:: What is being asked ::
From the material below, return every line that includes "content".
Data provided Block Start
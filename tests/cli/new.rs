use crate::helpers::cli::CliTestHelper;
use predicates::prelude::*;

#[test]
fn test_new_writes_scaffold_for_configured_stages() {
    let helper = CliTestHelper::new();
    helper.write_config("cli:\n  allow_new: true\n  stages: [main, tenant]\n");

    helper
        .command()
        .args(["new", "Create users"])
        .assert()
        .success()
        .stdout(predicate::str::contains("Created migration:"))
        .stdout(predicate::str::contains("create-users.sql"));

    let files = helper.list_migration_files();
    assert_eq!(files.len(), 1);
    assert!(files[0].ends_with("-create-users.sql"));

    let content =
        std::fs::read_to_string(helper.project_root.join("migrations").join(&files[0])).unwrap();
    assert_eq!(
        content,
        "-- { up: main }\n\n-- { down: main }\n\n-- { up: tenant }\n\n-- { down: tenant }\n\n"
    );
}

#[test]
fn test_new_with_stage_flag_and_subdirectory() {
    let helper = CliTestHelper::new();
    helper.write_config("cli:\n  allow_new: true\n");

    helper
        .command()
        .args(["new", "tenant/add settings", "--stage", "tenant"])
        .assert()
        .success();

    let files = helper.list_migration_files();
    assert_eq!(files.len(), 1);
    assert!(files[0].starts_with("tenant/"));
    assert!(files[0].ends_with("-add-settings.sql"));
}

#[test]
fn test_new_defaults_to_main_stage() {
    let helper = CliTestHelper::new();
    helper.write_config("cli:\n  allow_new: true\n");

    helper.command().args(["new", "init"]).assert().success();

    let files = helper.list_migration_files();
    let content =
        std::fs::read_to_string(helper.project_root.join("migrations").join(&files[0])).unwrap();
    assert_eq!(content, "-- { up: main }\n\n-- { down: main }\n\n");
}

#[test]
fn test_new_is_refused_without_allow_new() {
    let helper = CliTestHelper::new();

    helper
        .command()
        .args(["new", "create users"])
        .assert()
        .failure()
        .stderr(predicate::str::contains("cli.allow_new"));

    assert!(helper.list_migration_files().is_empty());
}

#[test]
fn test_new_rejects_path_traversal() {
    let helper = CliTestHelper::new();
    helper.write_config("cli:\n  allow_new: true\n");

    helper
        .command()
        .args(["new", "../outside"])
        .assert()
        .failure();

    assert!(helper.list_migration_files().is_empty());
}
Data provided Block End
:: Written response ::
    let content =
        content,
    let content =
    assert_eq!(content, "-- { up: main }\n\n-- { down: main }\n\n");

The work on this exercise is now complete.